Jejamo.com, Bandar Lampung – Yolis Hidayatullah, warga Kalianda, Lampung Selatan, masuk Islam saat bersekolah di SMAN 2 Bandar Lampung. Pemeluk agama Buddha dan etnik Tionghoa ini kemudian memilih Islam sebagai agamanya pada 18 November 1998. Ia berkawan dekat dengan beberapa pengurus Rohis setempat.
Simak cerita selengkapnya hanya di jejamo.com.
Perjalanan Yolis menemukan Islam sederhana. Karena, cerita ini dimulai sejak dirinya mengenyam bangku pendidikan sekolah dasar (SD), yang tanpa sengaja mempelajari tiga agama besar di Indonesia sekaligus.
Yolis mengakui, dia mempelajari Buddha karena diajarkan langsung orangtua. Dia juga mempelajari Kristen karena diajak kawan ketika sedang mengenyam pendidikan di SD, tepatnya memasuki kelas III sampai V.
Sementara ia mulai mempelajari Islam di SD lantaran siswa tidak diperbolehkan keluar kelas saat jam agama berlangsung.
“Saya mempelajari tiga agama besar di Indonesia saat SD. Pada awalnya tidak ada masalah karena mungkin masih kecil. Yang dipikirkan main saja sehingga tidak terlalu diambil pusing,” ujarnya kepada jejamo.com melalui sambungan telepon, Selasa, 14/6/2016.
Kelas V SD, Yolis mulai berpikir tentang banyak hal, termasuk apakah Tuhan itu ada?
“Pertanyaan itu membuat saya termenung,” ujarnya.
Ia menceritakan, suatu malam dengan suasana yang hening, dirinya termenung melihat ke langit, dan menggabungkan informasi dari buku tentang astronomi.
Setelah itu, dirinya baru menyadari kalau alam semesta ini sungguhlah besar dan alangkah kecilnya manusia di dunia ini.Kemudian, ada sesuatu hal lain juga yang membuat dirinya Janggal, yakni kenapa hanya di bumi ditemukan kehidupan dan kenapa kita bisa ada di sini?
Sebab, pertanyaan ini hanya bisa dijawab karena adanya Tuhan, dan Dia-lah yang menciptakan serta meletakan manusia di dunia ini.
Yolis mencoba mengulang kembali apa yang telah diajarkan oleh keduaorang tuanya tentang agama.

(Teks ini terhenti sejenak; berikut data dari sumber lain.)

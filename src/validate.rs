//! Pre-flight request checks.
//!
//! Runs before any provider work on both the synchronous and the streaming
//! path. Nothing here allocates a prompt or touches the network.

use serde::Serialize;
use serde_json::Value;
use thiserror::Error;

/// Longest accepted input, in characters, after trimming.
pub const MAX_TEXT_CHARS: usize = 5000;

const TEXT_FIELD: &str = "text";
const BODY_FIELD: &str = "body";

/// Machine token describing what is wrong with a field.
#[derive(Debug, Clone, Copy, PartialEq, Eq, Serialize)]
#[serde(rename_all = "snake_case")]
pub enum IssueKind {
    Required,
    MinLength,
    MaxLength,
    Type,
    MalformedJson,
}

impl IssueKind {
    pub fn as_str(self) -> &'static str {
        match self {
            IssueKind::Required => "required",
            IssueKind::MinLength => "min_length",
            IssueKind::MaxLength => "max_length",
            IssueKind::Type => "type",
            IssueKind::MalformedJson => "malformed_json",
        }
    }
}

/// One offending field.
#[derive(Debug, Clone, PartialEq, Eq, Serialize)]
pub struct ValidationIssue {
    pub field: String,
    pub issue: IssueKind,
    #[serde(skip_serializing_if = "Option::is_none")]
    pub hint: Option<String>,
}

impl ValidationIssue {
    pub fn required(field: &str) -> Self {
        Self::new(field, IssueKind::Required, "This field is required.".into())
    }

    pub fn min_length(field: &str, min: usize) -> Self {
        Self::new(
            field,
            IssueKind::MinLength,
            format!("Must be at least {min} character(s)."),
        )
    }

    pub fn max_length(field: &str, max: usize) -> Self {
        Self::new(
            field,
            IssueKind::MaxLength,
            format!("Must be at most {max} character(s)."),
        )
    }

    pub fn wrong_type(field: &str) -> Self {
        Self::new(field, IssueKind::Type, "Wrong type for this field.".into())
    }

    pub fn malformed_json() -> Self {
        Self::new(
            BODY_FIELD,
            IssueKind::MalformedJson,
            "Request body must be valid JSON.".into(),
        )
    }

    fn new(field: &str, issue: IssueKind, hint: String) -> Self {
        Self {
            field: field.to_string(),
            issue,
            hint: Some(hint),
        }
    }
}

/// Request rejected before any provider call.
///
/// Always carries at least one issue; the first one drives the summary.
#[derive(Debug, Clone, PartialEq, Eq, Error)]
#[error("{}", summary(.issues))]
pub struct ValidationError {
    pub issues: Vec<ValidationIssue>,
}

impl ValidationError {
    pub fn single(issue: ValidationIssue) -> Self {
        Self {
            issues: vec![issue],
        }
    }

    /// `Invalid request: <field> (<issue>)` for the first issue.
    pub fn message(&self) -> String {
        summary(&self.issues)
    }
}

fn summary(issues: &[ValidationIssue]) -> String {
    match issues.first() {
        Some(first) => format!("Invalid request: {} ({})", first.field, first.issue.as_str()),
        None => "Invalid request.".to_string(),
    }
}

/// Trim `text` and check its length. Returns the trimmed text.
pub fn validate(text: &str) -> Result<String, ValidationError> {
    let trimmed = text.trim();
    if trimmed.is_empty() {
        return Err(ValidationError::single(ValidationIssue::min_length(
            TEXT_FIELD, 1,
        )));
    }
    if trimmed.chars().count() > MAX_TEXT_CHARS {
        return Err(ValidationError::single(ValidationIssue::max_length(
            TEXT_FIELD,
            MAX_TEXT_CHARS,
        )));
    }
    Ok(trimmed.to_string())
}

/// Parse a raw `{"text": ...}` request body and validate the text.
///
/// Every way the body can be wrong maps to a [`ValidationError`], so
/// callers never need a separate "bad request" path.
pub fn validate_body(body: &[u8]) -> Result<String, ValidationError> {
    let value: Value = serde_json::from_slice(body)
        .map_err(|_| ValidationError::single(ValidationIssue::malformed_json()))?;

    let Value::Object(fields) = value else {
        return Err(ValidationError::single(ValidationIssue::wrong_type(
            BODY_FIELD,
        )));
    };

    match fields.get(TEXT_FIELD) {
        None | Some(Value::Null) => Err(ValidationError::single(ValidationIssue::required(
            TEXT_FIELD,
        ))),
        Some(Value::String(text)) => validate(text),
        Some(_) => Err(ValidationError::single(ValidationIssue::wrong_type(
            TEXT_FIELD,
        ))),
    }
}
//! The frozen response contract.
//!
//! Every successful rephrase, synchronous or streamed, ends up as a
//! [`RephraseResult`]: exactly four string fields, nothing else. Untrusted
//! JSON is checked by [`ResponseContract::validate`], which reports every
//! problem it finds instead of stopping at the first one.

use serde::Serialize;
use serde_json::Value;
use std::fmt;

use llm::Style;

/// Four stylistic rewrites of one input text.
#[derive(Debug, Clone, Default, PartialEq, Eq, Serialize)]
pub struct RephraseResult {
    pub professional: String,
    pub casual: String,
    pub polite: String,
    pub social: String,
}

impl RephraseResult {
    pub fn get(&self, style: Style) -> &str {
        match style {
            Style::Professional => &self.professional,
            Style::Casual => &self.casual,
            Style::Polite => &self.polite,
            Style::Social => &self.social,
        }
    }

    pub(crate) fn slot_mut(&mut self, style: Style) -> &mut String {
        match style {
            Style::Professional => &mut self.professional,
            Style::Casual => &mut self.casual,
            Style::Polite => &mut self.polite,
            Style::Social => &mut self.social,
        }
    }

    pub(crate) fn set(&mut self, style: Style, text: String) {
        *self.slot_mut(style) = text;
    }
}

/// One way a JSON value fails the contract.
#[derive(Debug, Clone, PartialEq, Eq)]
pub enum ContractViolation {
    NotAnObject { found: &'static str },
    MissingKey(Style),
    UnexpectedKey(String),
    NotAString { key: Style, found: &'static str },
}

impl fmt::Display for ContractViolation {
    fn fmt(&self, f: &mut fmt::Formatter<'_>) -> fmt::Result {
        match self {
            ContractViolation::NotAnObject { found } => {
                write!(f, "expected a JSON object, found {found}")
            }
            ContractViolation::MissingKey(style) => write!(f, "missing key `{style}`"),
            ContractViolation::UnexpectedKey(key) => write!(f, "unexpected key `{key}`"),
            ContractViolation::NotAString { key, found } => {
                write!(f, "`{key}` must be a string, found {found}")
            }
        }
    }
}

/// Schema object for [`RephraseResult`].
#[derive(Debug, Clone, Copy, Default)]
pub struct ResponseContract;

impl ResponseContract {
    /// Check `value` against the contract.
    ///
    /// Values are taken as-is (no trimming); an empty string is a valid
    /// rewrite as far as the shape is concerned.
    pub fn validate(&self, value: &Value) -> Result<RephraseResult, Vec<ContractViolation>> {
        let Some(object) = value.as_object() else {
            return Err(vec![ContractViolation::NotAnObject {
                found: json_kind(value),
            }]);
        };

        let mut violations: Vec<ContractViolation> = object
            .keys()
            .filter(|key| !Style::ALL.iter().any(|style| style.as_str() == key.as_str()))
            .map(|key| ContractViolation::UnexpectedKey(key.clone()))
            .collect();

        let mut result = RephraseResult::default();
        for style in Style::ALL {
            match object.get(style.as_str()) {
                None => violations.push(ContractViolation::MissingKey(style)),
                Some(Value::String(text)) => result.set(style, text.clone()),
                Some(other) => violations.push(ContractViolation::NotAString {
                    key: style,
                    found: json_kind(other),
                }),
            }
        }

        if violations.is_empty() {
            Ok(result)
        } else {
            Err(violations)
        }
    }
}

fn json_kind(value: &Value) -> &'static str {
    match value {
        Value::Null => "null",
        Value::Bool(_) => "boolean",
        Value::Number(_) => "number",
        Value::String(_) => "string",
        Value::Array(_) => "array",
        Value::Object(_) => "object",
    }
}
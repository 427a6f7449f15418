//! Rephrase core.
//!
//! Turns free text into four stylistic rewrites (professional, casual,
//! polite, social) using whatever [`LlmProvider`] you hand it. This crate
//! owns the parts where things actually go wrong:
//!
//! - [`validate`] checks input before any tokens are spent
//! - [`parse_rephrase_response`] digs a JSON object out of chatty model output
//!   and holds it to the frozen [`ResponseContract`]
//! - [`generate_rephrases`] is the one-shot path
//! - [`generate_rephrases_stream`] runs the four styles one after another and
//!   yields [`StyleDelta`]s; a [`RephraseAccumulator`] turns them into the
//!   final result
//!
//! Providers, the error taxonomy and provider configuration live in the
//! `llm` crate and are re-exported here.
//!
//! ```no_run
//! use rephrase::{build_provider, generate_rephrases, validate, LlmConfig};
//!
//! # async fn run() -> Result<(), Box<dyn std::error::Error>> {
//! let provider = build_provider(&LlmConfig::default())?;
//! let text = validate("  Hey guys, let's huddle about AI. ")?;
//! let result = generate_rephrases(provider.as_ref(), &text).await?;
//! println!("{}", result.polite);
//! # Ok(())
//! # }
//! ```

mod contract;
mod extract;
mod orchestrator;
mod prompt;
mod validate;

pub use crate::contract::{ContractViolation, RephraseResult, ResponseContract};
pub use crate::extract::{ModelOutputError, parse_rephrase_response};
pub use crate::orchestrator::{
    DeltaStream, RephraseAccumulator, RephraseError, StyleDelta, generate_rephrases,
    generate_rephrases_stream,
};
pub use crate::prompt::{build_rephrase_prompt, build_single_style_prompt};
pub use crate::validate::{
    IssueKind, MAX_TEXT_CHARS, ValidationError, ValidationIssue, validate, validate_body,
};

pub use llm::{
    AzureOpenAiProvider, DEFAULT_AZURE_API_VERSION, FakeProvider, LlmConfig, LlmError, LlmMode,
    LlmProvider, NormalizedError, Style, TextStream, build_provider,
};
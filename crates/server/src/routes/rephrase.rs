use super::read_text;
use crate::error::{ApiError, ApiResult};
use crate::state::ServerState;
use crate::telemetry::record_request;
use axum::body::Bytes;
use axum::extract::rejection::BytesRejection;
use axum::extract::State;
use axum::Json;
use llm::LlmError;
use rephrase::{generate_rephrases, RephraseResult};
use std::sync::Arc;
use std::time::Instant;

const ENDPOINT: &str = "rephrase";

/// Rephrase text into all four styles in one response
///
/// The body is read raw and parsed by [`rephrase::validate_body`] so that
/// malformed JSON, wrong types, missing fields and oversized bodies all come
/// back as `VALIDATION_ERROR` instead of framework rejections. The whole call
/// is bounded by `timeout_secs`; expiry answers `504 LLM_TIMEOUT`.
///
/// # Request
///
/// ```json
/// { "text": "Hey guys, let's huddle about AI." }
/// ```
///
/// # Response
///
/// ```json
/// {
///   "professional": "...",
///   "casual": "...",
///   "polite": "...",
///   "social": "..."
/// }
/// ```
pub async fn rephrase(
    State(state): State<Arc<ServerState>>,
    body: Result<Bytes, BytesRejection>,
) -> ApiResult<Json<RephraseResult>> {
    let started = Instant::now();
    let outcome = match tokio::time::timeout(state.config.timeout(), run(&state, body)).await {
        Ok(outcome) => outcome,
        Err(_) => {
            tracing::warn!(timeout_secs = state.config.timeout_secs, "rephrase timed out");
            Err(ApiError::Provider(LlmError::Timeout))
        }
    };

    let label = match &outcome {
        Ok(_) => "ok",
        Err(err) => err.outcome(),
    };
    record_request(ENDPOINT, label, started.elapsed());

    outcome.map(Json)
}

async fn run(
    state: &ServerState,
    body: Result<Bytes, BytesRejection>,
) -> Result<RephraseResult, ApiError> {
    // validation first: no provider is built for a bad request
    let text = read_text(body)?;
    let provider = state.provider()?;

    tracing::debug!(provider = provider.name(), chars = text.chars().count(), "rephrasing");
    Ok(generate_rephrases(provider.as_ref(), &text).await?)
}
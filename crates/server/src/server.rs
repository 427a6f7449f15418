//! Server initialization and routing
//!
//! This module handles the Axum server setup including:
//! - Router configuration with all API endpoints
//! - Middleware stack (request IDs, logging, CORS, compression, timeouts)
//! - Graceful shutdown handling

use crate::config::ServerConfig;
use crate::error::ApiError;
use crate::middleware::{log_requests, request_id};
use crate::routes::{api_info, not_found};
use crate::routes::{health, rephrase, stream};
use crate::state::ServerState;
use crate::telemetry::{init_tracing, install_metrics_recorder};
use axum::extract::DefaultBodyLimit;
use axum::http::HeaderValue;
use axum::middleware::from_fn;
use axum::response::{IntoResponse, Response};
use axum::routing::{get, post};
use axum::Router;
use std::any::Any;
use std::net::SocketAddr;
use std::sync::Arc;
use tower_http::catch_panic::CatchPanicLayer;
use tower_http::compression::CompressionLayer;
use tower_http::cors::{AllowOrigin, CorsLayer};
use tower_http::trace::TraceLayer;

/// CORS layer from the configured allow-lists
fn cors_layer(config: &ServerConfig) -> anyhow::Result<CorsLayer> {
    config.validate()?;
    let origins = config.cors_origins();
    let allow_origin = if origins.iter().any(|origin| origin == "*") {
        AllowOrigin::any()
    } else {
        let values = origins
            .iter()
            .map(|origin| HeaderValue::from_str(origin))
            .collect::<Result<Vec<_>, _>>()?;
        AllowOrigin::list(values)
    };

    Ok(CorsLayer::new()
        .allow_origin(allow_origin)
        .allow_methods(config.cors_methods()?)
        .allow_headers(config.cors_headers()?)
        .allow_credentials(config.cors_allow_credentials))
}

/// Turn a handler panic into the generic `500 INTERNAL_ERROR` body
fn handle_panic(panic: Box<dyn Any + Send + 'static>) -> Response {
    let detail = if let Some(message) = panic.downcast_ref::<String>() {
        message.clone()
    } else if let Some(message) = panic.downcast_ref::<&str>() {
        message.to_string()
    } else {
        "unknown panic payload".to_string()
    };

    ApiError::Internal(format!("handler panicked: {detail}")).into_response()
}

/// Build the Axum router with all routes and middleware
///
/// `POST /rephrase` enforces `timeout_secs` itself so that expiry comes
/// back as `504 LLM_TIMEOUT`; the streaming route is bounded by the
/// per-call upstream timeout instead, since a healthy stream can outlive
/// any fixed deadline.
///
/// Middleware stack, outermost first:
/// 1. Tracing
/// 2. Request ID tracking
/// 3. Request logging
/// 4. CORS
/// 5. Compression (skips `text/event-stream`)
/// 6. Body size limit
/// 7. Panic recovery
pub fn build_router(state: Arc<ServerState>) -> anyhow::Result<Router> {
    let cors = cors_layer(&state.config)?;

    Ok(Router::new()
        .route("/", get(api_info))
        .route("/health", get(health::health_check))
        .route("/ready", get(health::readiness_check))
        .route("/metrics", get(health::metrics))
        .route("/rephrase", post(rephrase::rephrase))
        .route("/rephrase/stream", post(stream::rephrase_stream))
        .fallback(not_found)
        .layer(CatchPanicLayer::custom(handle_panic))
        .layer(DefaultBodyLimit::max(state.config.max_body_size()))
        .layer(CompressionLayer::new())
        .layer(cors)
        .layer(from_fn(log_requests))
        .layer(from_fn(request_id))
        .layer(TraceLayer::new_for_http())
        .with_state(state))
}

/// Start the rephrase HTTP server
///
/// Initializes logging and (optionally) the Prometheus recorder, then
/// serves until SIGTERM or Ctrl+C.
///
/// # Example
///
/// ```rust,no_run
/// use server::ServerConfig;
///
/// #[tokio::main]
/// async fn main() -> anyhow::Result<()> {
///     let config = ServerConfig::load()?;
///     server::start_server(config).await?;
///     Ok(())
/// }
/// ```
pub async fn start_server(config: ServerConfig) -> anyhow::Result<()> {
    init_tracing(&config.log_level);

    let mut state = ServerState::new(config.clone());
    if config.metrics_enabled {
        state = state.with_metrics(install_metrics_recorder()?);
    }

    let app = build_router(Arc::new(state))?;
    let addr: SocketAddr = config.socket_addr()?;

    tracing::info!(
        environment = %config.environment,
        "Starting rephrase server on {}",
        addr
    );
    tracing::info!(
        "Timeout: {}s, Max body: {}KB",
        config.timeout_secs,
        config.max_body_size_kb
    );
    tracing::info!(
        "CORS origins: {:?}, credentials: {}, Metrics: {}",
        config.cors_origins(),
        config.cors_allow_credentials,
        config.metrics_enabled
    );

    let listener = tokio::net::TcpListener::bind(addr).await?;
    axum::serve(listener, app)
        .with_graceful_shutdown(shutdown_signal())
        .await?;

    tracing::info!("Server shutdown complete");
    Ok(())
}

/// Shutdown signal handler
async fn shutdown_signal() {
    use tokio::signal;

    let ctrl_c = async {
        signal::ctrl_c()
            .await
            .expect("Failed to install Ctrl+C handler");
    };

    #[cfg(unix)]
    let terminate = async {
        signal::unix::signal(signal::unix::SignalKind::terminate())
            .expect("Failed to install signal handler")
            .recv()
            .await;
    };

    #[cfg(not(unix))]
    let terminate = std::future::pending::<()>();

    tokio::select! {
        _ = ctrl_c => tracing::info!("Received Ctrl+C, shutting down..."),
        _ = terminate => tracing::info!("Received SIGTERM, shutting down..."),
    }
}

Sang ayah sering berkata kalau semua agama itu sama saja sebab, yang paling penting bisa berbuat baik untuk manusia lainnya.
“Dari sana muncul pertanyaan lagi karena setahu saya masing-masing agama mengklaim kalau agamanya satu-satunya jalan kebenaran,” ujarnya.
Yolis mulai menganalisis.
“Simpel saja kok, dimulai dari perdebatan antara Nabi Isa atau Tuhan Yesus. Apakah Nabi atau Tuhan/Anak Tuhan? Kedua pernyataan tersebut tidaklah benar keduanya atau pastilah salah satu ada yang benar,” ungkapnya.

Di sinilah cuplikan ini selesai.